Sure, Desmond was grateful to find a home (for $8 million) after turning down a qualifying offer from his former club, the Washington Nationals, following a disappointing 2015 season.
But Desmond instantly became one of the most willing and reliable spokesmen in the Rangers’ clubhouse. He did it when struggling the first two weeks of the season, he did it when his season turned around and he earned an All-Star nod, and he did it down the home stretch and in the postseason. He was the consummate team player and his teammates and front office loved him for it.
The door hasn’t been closed on either side with any of our free agents. There’s an openness across the board. We want to get a lay of the land on certain things before we move forward.
Rangers GM Jon Daniels
The Rangers, who extended the MLB $17.2 million qualifying offer to Desmond, hope that mutual admiration will influence his decision this winter.
“If a guy doesn’t want to be there it makes it pretty easy,” Rangers general manager Jon Daniels said Tuesday from the GM meetings at the Omni Resort. “We want players who fit the team.
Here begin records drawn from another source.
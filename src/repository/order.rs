use crate::{
    abstract_trait::OrderRepositoryTrait,
    config::ConnectionPool,
    domain::requests::{CreateOrderRequest, UpdateOrderRequest},
    errors::RepositoryError,
    model::Order as OrderModel,
};
use async_trait::async_trait;
use chrono::Utc;
use tracing::{error, info};

#[derive(Clone)]
pub struct OrderRepository {
    db: ConnectionPool,
}

impl OrderRepository {
    pub fn new(db: ConnectionPool) -> Self {
        Self { db }
    }
}

#[async_trait]
impl OrderRepositoryTrait for OrderRepository {
    async fn find_all(&self) -> Result<Vec<OrderModel>, RepositoryError> {
        let mut conn = self.db.acquire().await.map_err(RepositoryError::from)?;

        let orders = sqlx::query_as::<_, OrderModel>(
            r#"
            SELECT order_id, client_id, created, total_amount, canceled
            FROM orders
            ORDER BY order_id
            "#,
        )
        .fetch_all(&mut *conn)
        .await
        .map_err(|e| {
            error!("❌ Failed to fetch orders: {e:?}");
            RepositoryError::from(e)
        })?;

        Ok(orders)
    }

    async fn find_by_id(&self, id: i32) -> Result<Option<OrderModel>, RepositoryError> {
        let mut conn = self.db.acquire().await.map_err(RepositoryError::from)?;

        let result = sqlx::query_as::<_, OrderModel>(
            r#"
            SELECT order_id, client_id, created, total_amount, canceled
            FROM orders
            WHERE order_id = $1
            "#,
        )
        .bind(id)
        .fetch_optional(&mut *conn)
        .await
        .map_err(RepositoryError::from)?;

        Ok(result)
    }

    async fn find_by_client_id(&self, client_id: i32) -> Result<Vec<OrderModel>, RepositoryError> {
        let mut conn = self.db.acquire().await.map_err(RepositoryError::from)?;

        let orders = sqlx::query_as::<_, OrderModel>(
            r#"
            SELECT order_id, client_id, created, total_amount, canceled
            FROM orders
            WHERE client_id = $1
            ORDER BY order_id
            "#,
        )
        .bind(client_id)
        .fetch_all(&mut *conn)
        .await
        .map_err(|e| {
            error!("❌ Failed to fetch orders for client {client_id}: {e:?}");
            RepositoryError::from(e)
        })?;

        Ok(orders)
    }

    async fn create(&self, req: &CreateOrderRequest) -> Result<OrderModel, RepositoryError> {
        let mut conn = self.db.acquire().await.map_err(RepositoryError::from)?;

        let created = req.created.unwrap_or_else(|| Utc::now().naive_utc());

        let order = sqlx::query_as::<_, OrderModel>(
            r#"
            INSERT INTO orders (client_id, created, total_amount, canceled)
            VALUES ($1, $2, $3, false)
            RETURNING order_id, client_id, created, total_amount, canceled
            "#,
        )
        .bind(req.client_id)
        .bind(created)
        .bind(req.total_amount)
        .fetch_one(&mut *conn)
        .await
        .map_err(|e| {
            error!(
                "❌ Failed to create order for client {}: {e:?}",
                req.client_id
            );
            RepositoryError::from(e)
        })?;

        info!(
            "✅ Created order ID {} for client {}",
            order.order_id, order.client_id
        );
        Ok(order)
    }

    async fn update(&self, req: &UpdateOrderRequest) -> Result<OrderModel, RepositoryError> {
        let mut conn = self.db.acquire().await.map_err(RepositoryError::from)?;

        // An omitted timestamp keeps the original one.
        let order = sqlx::query_as::<_, OrderModel>(
            r#"
            UPDATE orders
            SET client_id = $2,
                created = COALESCE($3, created),
                total_amount = $4
            WHERE order_id = $1
            RETURNING order_id, client_id, created, total_amount, canceled
            "#,
        )
        .bind(req.id)
        .bind(req.client_id)
        .bind(req.created)
        .bind(req.total_amount)
        .fetch_optional(&mut *conn)
        .await
        .map_err(|e| {
            error!("❌ Failed to update order ID {}: {e:?}", req.id);
            RepositoryError::from(e)
        })?
        .ok_or(RepositoryError::NotFound)?;

        info!("🔄 Updated order ID {}", order.order_id);
        Ok(order)
    }

    async fn set_canceled(&self, id: i32, canceled: bool) -> Result<OrderModel, RepositoryError> {
        let mut conn = self.db.acquire().await.map_err(RepositoryError::from)?;

        let order = sqlx::query_as::<_, OrderModel>(
            r#"
            UPDATE orders
            SET canceled = $2
            WHERE order_id = $1
            RETURNING order_id, client_id, created, total_amount, canceled
            "#,
        )
        .bind(id)
        .bind(canceled)
        .fetch_optional(&mut *conn)
        .await
        .map_err(|e| {
            error!("❌ Failed to set canceled={canceled} on order {id}: {e:?}");
            RepositoryError::from(e)
        })?
        .ok_or(RepositoryError::NotFound)?;

        info!("🔄 Order {id} canceled flag set to {canceled}");
        Ok(order)
    }

    async fn delete(&self, id: i32) -> Result<(), RepositoryError> {
        let mut conn = self.db.acquire().await.map_err(RepositoryError::from)?;

        let result = sqlx::query("DELETE FROM orders WHERE order_id = $1")
            .bind(id)
            .execute(&mut *conn)
            .await
            .map_err(|e| {
                error!("❌ Failed to delete order {id}: {e:?}");
                RepositoryError::from(e)
            })?;

        if result.rows_affected() == 0 {
            return Err(RepositoryError::NotFound);
        }

        info!("🗑️ Deleted order {id}");
        Ok(())
    }

    async fn exists(&self, id: i32) -> Result<bool, RepositoryError> {
        let mut conn = self.db.acquire().await.map_err(RepositoryError::from)?;

        let exists =
            sqlx::query_scalar::<_, bool>("SELECT EXISTS(SELECT 1 FROM orders WHERE order_id = $1)")
                .bind(id)
                .fetch_one(&mut *conn)
                .await
                .map_err(RepositoryError::from)?;

        Ok(exists)
    }
}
It’s not a cookie-cutter deal at all. We want guys with personality, but who have that same value system, the intensity, the competitive level, and he certainly fits that.”
So if both sides are open to it what’s the holdup? Desmond, 31, needs to hear what the market is willing to pay him and for how long. He famously turned down a seven-year, $107 million deal from the Nationals before the 2014 season. And then he turned down the Nationals’ $15.8 million qualifying offer after the 2015 season before settling with the Rangers, who moved him from shortstop to the outfield.
Desmond’s contract history suggests he’s willing to consider more than just bottom-line dollars, and that could benefit the Rangers.
86 RBIs for Ian Desmond in 2016 for the Rangers, who had his best season in five years.
“I don’t know if it’s something that is going to happen quickly,” Daniels said. “He’s got a lot of options and we’re looking at ours. We’ll see what happens.”
Desmond had his best season since 2012, hitting .285 with 22 homers, 86 RBIs and a .335 on-base percentage, which is tied for his career-best. He did struggle in the second half, hitting 85 points lower and dropping from 15 homers to seven and 22 doubles to seven. But he proved that he can play center field, although there is still some room to improve, especially on routes and relay throws.
His ability to play either infield or outfield makes him even more attractive to possible suitors, who reportedly include the Baltimore Orioles. They are interested in Desmond for a corner outfield position.
“I think it’s a benefit to him in the market too. If you only play one position you only fill a team’s needs that only have that spot open. If you play five spots then you appeal to everybody,” Daniels said. “The door hasn’t been closed on either side with any of our free agents. There’s an openness across the board. We want to get a lay of the land on certain things before we move forward.”
If Desmond signs with another club, the Rangers will get a draft pick as compensation.
The Rangers corner infielders were a step above in 2016 and Tuesday night they were recognized.
First baseman Mitch Moreland and third baseman Adrian Beltre won American League Gold Gloves, an award that recognizes defensive excellence.
It’s Moreland’s first Gold Glove honor and third baseman Beltre’s fifth, including three with the Rangers.